SUPPLIED ENTRIES:
○ ○ ○ ○ ○

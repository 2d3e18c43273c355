//! Arguments files listing the dates of a batch.
//!
//! ```text
//! italy-config.gfs.cfg
//! 2020112600 24
//! 2020112700 48 IT
//! ```
//!
//! The first line names the configuration file, relative to the working
//! directory. Every other line is a period: a `YYYYMMDDHH` start, a duration
//! in hours and an optional domain code. Blank lines and `#` comments are
//! ignored.

use std::fmt;
use std::fs::OpenOptions;
use std::io::Write;
use std::path::{Path, PathBuf};

use chrono::{DateTime, Duration, Utc};
use thiserror::Error;

use crate::pipeline::types::{format_compact_date, parse_compact_date, InputDataset};

/// Default location of the arguments file inside a working directory.
pub const DEFAULT_ARGS_FILE: &str = "inputs/arguments.txt";

/// Errors reading or writing an arguments file.
#[derive(Debug, Error)]
pub enum BatchError {
    #[error("cannot access arguments file `{path}`: {source}")]
    Io {
        path: String,
        #[source]
        source: std::io::Error,
    },

    #[error("arguments file `{0}` does not name a configuration file")]
    MissingConfig(String),

    #[error("invalid period on line {line}: {message}")]
    InvalidPeriod { line: usize, message: String },
}

/// Geographic area a period was requested for.
///
/// Kept so that arguments files round-trip; the domain layout of a run comes
/// from its namelists, not from this code.
#[derive(Debug, Clone, Copy, PartialEq, Eq, Hash)]
pub enum KnownDomain {
    Italy,
    France,
}

impl KnownDomain {
    pub fn code(&self) -> &'static str {
        match self {
            Self::Italy => "IT",
            Self::France => "FR",
        }
    }
}

impl fmt::Display for KnownDomain {
    fn fmt(&self, f: &mut fmt::Formatter<'_>) -> fmt::Result {
        f.write_str(self.code())
    }
}

impl std::str::FromStr for KnownDomain {
    type Err = String;

    fn from_str(s: &str) -> Result<Self, Self::Err> {
        match s.to_uppercase().as_str() {
            "IT" => Ok(Self::Italy),
            "FR" => Ok(Self::France),
            other => Err(format!("Unknown domain: {}", other)),
        }
    }
}

/// Dataset implied by a configuration file name ending in `.gfs.cfg` or
/// `.ifs.cfg`.
pub fn dataset_from_config_name(path: &Path) -> Option<InputDataset> {
    let name = path.to_string_lossy();
    if name.ends_with(".gfs.cfg") {
        Some(InputDataset::Gfs)
    } else if name.ends_with(".ifs.cfg") {
        Some(InputDataset::Ifs)
    } else {
        None
    }
}

/// Configuration file name written into new arguments files for `dataset`.
pub fn default_config_name(dataset: InputDataset) -> &'static str {
    match dataset {
        InputDataset::Gfs => "italy-config.gfs.cfg",
        InputDataset::Ifs => "france-config.ifs.cfg",
    }
}

/// One date of a batch.
#[derive(Debug, Clone, PartialEq, Eq)]
pub struct Period {
    pub start: DateTime<Utc>,
    pub hours: u32,
    pub domain: Option<KnownDomain>,
}

impl Period {
    pub fn new(start: DateTime<Utc>, hours: u32) -> Self {
        Self {
            start,
            hours,
            domain: None,
        }
    }

    pub fn with_domain(mut self, domain: KnownDomain) -> Self {
        self.domain = Some(domain);
        self
    }

    pub fn end(&self) -> DateTime<Utc> {
        self.start + Duration::hours(i64::from(self.hours))
    }

    fn parse(line_no: usize, line: &str) -> Result<Self, BatchError> {
        let invalid = |message: String| BatchError::InvalidPeriod {
            line: line_no,
            message,
        };

        let fields: Vec<&str> = line.split_whitespace().collect();
        if !(2..=3).contains(&fields.len()) {
            return Err(invalid(format!(
                "expected `YYYYMMDDHH HOURS [DOMAIN]`, got `{}`",
                line
            )));
        }

        let start = parse_compact_date(fields[0]).map_err(|e| invalid(e.to_string()))?;
        let hours: u32 = fields[1]
            .parse()
            .map_err(|_| invalid(format!("invalid duration `{}`", fields[1])))?;
        if hours == 0 {
            return Err(invalid("duration must be greater than 0".to_string()));
        }
        let domain = match fields.get(2) {
            Some(code) => Some(code.parse().map_err(invalid)?),
            None => None,
        };

        Ok(Self {
            start,
            hours,
            domain,
        })
    }
}

impl fmt::Display for Period {
    fn fmt(&self, f: &mut fmt::Formatter<'_>) -> fmt::Result {
        write!(f, "{} {}", format_compact_date(&self.start), self.hours)?;
        if let Some(domain) = self.domain {
            write!(f, " {}", domain)?;
        }
        Ok(())
    }
}

/// Parsed content of an arguments file.
#[derive(Debug, Clone, PartialEq, Eq)]
pub struct ArgsFile {
    /// Configuration file as written, relative to the working directory.
    pub config_path: PathBuf,
    pub periods: Vec<Period>,
}

impl ArgsFile {
    pub fn new(config_path: impl Into<PathBuf>, periods: Vec<Period>) -> Self {
        Self {
            config_path: config_path.into(),
            periods,
        }
    }

    /// Parses arguments file text; `source` names it in errors.
    pub fn parse(source: &str, text: &str) -> Result<Self, BatchError> {
        let mut lines = text
            .lines()
            .enumerate()
            .map(|(i, line)| (i + 1, line.trim()))
            .filter(|(_, line)| !line.is_empty() && !line.starts_with('#'));

        let (_, config) = lines
            .next()
            .ok_or_else(|| BatchError::MissingConfig(source.to_string()))?;

        let periods = lines
            .map(|(line_no, line)| Period::parse(line_no, line))
            .collect::<Result<Vec<_>, _>>()?;

        Ok(Self::new(config, periods))
    }

    /// Reads an arguments file.
    pub fn read(path: impl AsRef<Path>) -> Result<Self, BatchError> {
        let path = path.as_ref();
        let text = std::fs::read_to_string(path).map_err(|source| BatchError::Io {
            path: path.display().to_string(),
            source,
        })?;
        Self::parse(&path.display().to_string(), &text)
    }

    /// Dataset implied by the configuration file name, if any.
    pub fn dataset_hint(&self) -> Option<InputDataset> {
        dataset_from_config_name(&self.config_path)
    }

    /// Formats the file content.
    pub fn to_text(&self) -> String {
        let mut text = format!("{}\n", self.config_path.display());
        for period in &self.periods {
            text.push_str(&period.to_string());
            text.push('\n');
        }
        text
    }

    /// Writes the file, or appends its periods if the file already exists.
    pub fn write_or_append(&self, path: impl AsRef<Path>) -> Result<(), BatchError> {
        let path = path.as_ref();
        let io_error = |source| BatchError::Io {
            path: path.display().to_string(),
            source,
        };

        if path.exists() {
            let mut file = OpenOptions::new()
                .append(true)
                .open(path)
                .map_err(io_error)?;
            let text: String = self.periods.iter().map(|p| format!("{}\n", p)).collect();
            file.write_all(text.as_bytes()).map_err(io_error)?;
        } else {
            if let Some(parent) = path.parent().filter(|p| !p.as_os_str().is_empty()) {
                std::fs::create_dir_all(parent).map_err(io_error)?;
            }
            let mut file = OpenOptions::new()
                .write(true)
                .create_new(true)
                .open(path)
                .map_err(io_error)?;
            file.write_all(self.to_text().as_bytes()).map_err(io_error)?;
        }

        tracing::info!(path = %path.display(), periods = self.periods.len(), "Wrote arguments file");
        Ok(())
    }
}
//! WPS preprocessing and real.
//!
//! WPS runs once per date in `wps/`. Real then runs there once per cycle,
//! each time with a namelist starting at the cycle's instant, and stages its
//! outputs into `inputs/<YYYYMMDD>/` where the DA builders pick them up.

use chrono::Duration;
use tracing::info;

use super::stage::StageEnv;
use super::types::{Cycle, ForecastRun, WPS_LEAD_HOURS};
use crate::namelist::{self, NamelistArgs};

/// Runs longer than this also average the surface temperature.
const AVG_TSFC_MIN_HOURS: i64 = 24;

/// Builds the `wps/` directory of `run`.
pub async fn build_wps_dir(env: &StageEnv, run: &ForecastRun) {
    let ctx = &env.ctx;
    let wps_dir = env.folders.wps_dir(&run.start);
    if !env.ensure_absent(std::slice::from_ref(&wps_dir), "WPS").await {
        return;
    }

    info!(workdir = %wps_dir, dataset = %run.dataset, "Building WPS directory");
    ctx.mkdir(&wps_dir).await;

    let args = NamelistArgs::new(run.start - Duration::hours(WPS_LEAD_HOURS), run.end);
    namelist::render(
        ctx,
        &env.namelists_dir(),
        "namelist.wps",
        &wps_dir.join("namelist.wps"),
        &args,
    )
    .await;

    let wps_prg = env.static_dir(&env.config.folders.wps_prg);
    let step_prg = env.static_dir(&env.config.folders.wrf_ass_step_prg);

    for (src, name) in [
        ("geogrid.exe", "geogrid.exe"),
        ("link_grib.csh", "link_grib.csh"),
        ("ungrib.exe", "ungrib.exe"),
        ("metgrid.exe", "metgrid.exe"),
        ("util/avg_tsfc.exe", "avg_tsfc.exe"),
    ] {
        ctx.link(&wps_prg.join(src), &wps_dir.join(name)).await;
    }
    ctx.link(&step_prg.join("run/real.exe"), &wps_dir.join("real.exe"))
        .await;

    let vtable = wps_prg
        .join("ungrib/Variable_Tables")
        .join(run.dataset.vtable());
    ctx.link(&vtable, &wps_dir.join("Vtable")).await;
}

/// Runs geogrid, ungrib and metgrid in `wps/`.
pub async fn run_wps(env: &StageEnv, run: &ForecastRun) {
    if env.ctx.is_failed() {
        return;
    }

    let wps_dir = env.folders.wps_dir(&run.start);
    let procs = &env.config.procs;
    info!(workdir = %wps_dir, "Running WPS");

    env.mpirun(&wps_dir, procs.geogrid, "./geogrid.exe", "geogrid.log.0000")
        .await;
    // no shell runs the command, so the grib list is expanded here
    let gribs: Vec<String> = env
        .ctx
        .list_dir(&env.folders.gfs_dir(&run.start))
        .await
        .iter()
        .filter_map(|entry| entry.file_name())
        .map(|name| format!("../gfs/{}", name))
        .collect();
    env.exec(&wps_dir, "./link_grib.csh", &gribs).await;
    env.exec(&wps_dir, "./ungrib.exe", &[]).await;
    if run.duration_hours() > AVG_TSFC_MIN_HOURS {
        env.exec(&wps_dir, "./avg_tsfc.exe", &[]).await;
    }
    env.mpirun(&wps_dir, procs.metgrid, "./metgrid.exe", "metgrid.log.0000")
        .await;
}

/// Renders the real namelist of `cycle` into `wps/namelist.input`.
pub async fn build_real_namelist(env: &StageEnv, run: &ForecastRun, cycle: Cycle) {
    let wps_dir = env.folders.wps_dir(&run.start);
    let args = NamelistArgs::new(cycle.instant(&run.start), run.end);
    namelist::render(
        &env.ctx,
        &env.namelists_dir(),
        "namelist.real",
        &wps_dir.join("namelist.input"),
        &args,
    )
    .await;
}

/// Runs real for `cycle` and stages its outputs into `inputs/`.
///
/// Every cycle stages its boundary file; the first cycle also stages the
/// initial condition of every domain.
pub async fn run_real(env: &StageEnv, run: &ForecastRun, cycle: Cycle) {
    if env.ctx.is_failed() {
        return;
    }

    let ctx = &env.ctx;
    let wps_dir = env.folders.wps_dir(&run.start);
    info!(cycle = %cycle, workdir = %wps_dir, "Running real");

    env.mpirun(&wps_dir, env.config.procs.real, "./real.exe", "rsl.out.0000")
        .await;

    ctx.mkdir(&env.folders.inputs_dir(&run.start)).await;
    ctx.copy(
        &wps_dir.join("wrfbdy_d01"),
        &env.folders.staged_boundary(&run.start, cycle),
    )
    .await;

    if cycle.previous().is_some() {
        return;
    }

    for domain in env.domain_numbers() {
        ctx.copy(
            &wps_dir.join(format!("wrfinput_d{:02}", domain)),
            &env.folders.staged_initial_condition(&run.start, domain),
        )
        .await;
    }
}

/// Builds and runs WPS, then real for every cycle.
pub async fn preprocess(env: &StageEnv, run: &ForecastRun) {
    build_wps_dir(env, run).await;
    run_wps(env, run).await;
    for cycle in Cycle::ALL {
        build_real_namelist(env, run, cycle).await;
        run_real(env, run, cycle).await;
    }
}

○ ○ ○ ○ ○

PROBLEM: The lines from the top of the data above down to the line containing "use std::io::Write;" are to be copied exactly; no other line should appear.

WRITTEN REPLY:
repository 2d3e18c43273c355
//! Arguments files listing the dates of a batch.
//!
//! ```text
//! italy-config.gfs.cfg
//! 2020112600 24
//! 2020112700 48 IT
//! ```
//!
//! The first line names the configuration file, relative to the working
//! directory. Every other line is a period: a `YYYYMMDDHH` start, a duration
//! in hours and an optional domain code. Blank lines and `#` comments are
//! ignored.

use std::fmt;
use std::fs::OpenOptions;
use std::io::Write;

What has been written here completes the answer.